//! HTTP handlers

pub mod health;
pub mod lot;
pub mod records;
pub mod reporting;
pub mod sale;

pub use health::health_check;
pub use lot::*;
pub use records::*;
pub use reporting::*;
pub use sale::*;
//! Part sale models

use chrono::NaiveDate;
use rust_decimal::Decimal;
use serde::{Deserialize, Serialize};
use validator::Validate;

/// A part removed from a lot and sold
#[derive(Debug, Clone, Serialize, Deserialize, PartialEq)]
#[serde(rename_all = "camelCase")]
pub struct Sale {
    pub id: String,
    /// Owning lot. Not enforced by every store, so it may dangle.
    pub lot_id: String,
    pub part_name: String,
    pub amount: Decimal,
    pub sold_on: NaiveDate,
    pub channel: Channel,
}

impl Sale {
    pub fn from_input(id: impl Into<String>, input: SaleInput) -> Self {
        Self {
            id: id.into(),
            lot_id: input.lot_id,
            part_name: input.part_name,
            amount: input.amount,
            sold_on: input.sold_on,
            channel: input.channel,
        }
    }
}

/// Sales outlet through which a part was sold
#[derive(Debug, Clone, Copy, Serialize, Deserialize, PartialEq, Eq, Hash, PartialOrd, Ord)]
#[serde(rename_all = "snake_case")]
pub enum Channel {
    /// Online marketplace listing
    Marketplace,
    /// Walk-in counter sale
    Counter,
}

impl Channel {
    /// Every channel, in reporting order
    pub const ALL: [Channel; 2] = [Channel::Marketplace, Channel::Counter];

    pub fn as_str(&self) -> &'static str {
        match self {
            Channel::Marketplace => "marketplace",
            Channel::Counter => "counter",
        }
    }

    pub fn label(&self) -> &'static str {
        match self {
            Channel::Marketplace => "Online Marketplace",
            Channel::Counter => "Walk-in Counter",
        }
    }
}

impl std::fmt::Display for Channel {
    fn fmt(&self, f: &mut std::fmt::Formatter<'_>) -> std::fmt::Result {
        f.write_str(self.label())
    }
}

impl std::str::FromStr for Channel {
    type Err = &'static str;

    fn from_str(s: &str) -> Result<Self, Self::Err> {
        match s {
            "marketplace" => Ok(Channel::Marketplace),
            "counter" => Ok(Channel::Counter),
            _ => Err("Unknown sales channel"),
        }
    }
}

/// Input for recording or updating a sale
#[derive(Debug, Clone, Serialize, Deserialize, Validate)]
#[serde(rename_all = "camelCase")]
pub struct SaleInput {
    /// Empty when no lot was selected in the form
    #[serde(default)]
    pub lot_id: String,
    #[validate(length(min = 1, max = 200, message = "Part name is required"))]
    pub part_name: String,
    pub amount: Decimal,
    pub sold_on: NaiveDate,
    pub channel: Channel,
}

impl From<&Sale> for SaleInput {
    fn from(sale: &Sale) -> Self {
        Self {
            lot_id: sale.lot_id.clone(),
            part_name: sale.part_name.clone(),
            amount: sale.amount,
            sold_on: sale.sold_on,
            channel: sale.channel,
        }
    }
}
//! Dashboard and report export handlers

use axum::{
    extract::{Query, State},
    http::header,
    response::IntoResponse,
    Json,
};

use shared::analytics::{Dashboard, Overview};

use crate::error::AppResult;
use crate::services::dashboard::{self, DashboardQuery, ReportFormat};
use crate::AppState;

/// Get the full dashboard for the selected filters
pub async fn get_dashboard(
    State(state): State<AppState>,
    Query(query): Query<DashboardQuery>,
) -> AppResult<Json<Dashboard>> {
    let records = state.records.read().await;
    let data = dashboard::dashboard(&records, &query, &state.config.analytics)?;
    Ok(Json(data))
}

/// Unfiltered header totals
pub async fn get_overview(State(state): State<AppState>) -> Json<Overview> {
    let records = state.records.read().await;
    Json(dashboard::header_overview(&records))
}

/// Per-lot CMV report
pub async fn get_lot_report(
    State(state): State<AppState>,
    Query(query): Query<DashboardQuery>,
) -> AppResult<impl IntoResponse> {
    let format = query.format()?;
    let data = {
        let records = state.records.read().await;
        dashboard::lot_report(&records, &query, &state.config.analytics)?
    };

    if format == ReportFormat::Csv {
        let csv = dashboard::export_to_csv(&data)?;
        Ok((
            [
                (header::CONTENT_TYPE, "text/csv; charset=utf-8"),
                (header::CONTENT_DISPOSITION, "attachment; filename=\"lot_report.csv\""),
            ],
            csv,
        )
            .into_response())
    } else {
        Ok(Json(data).into_response())
    }
}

┄┄┄┄┄┄┄┄┄┄┄┄┄┄┄┄┄┄┄┄

** WHAT THE TASK ASKS **
Some lines of the listing may include the string "serde". Tally them and report only the total.

** EXPECTED OUTPUT **
5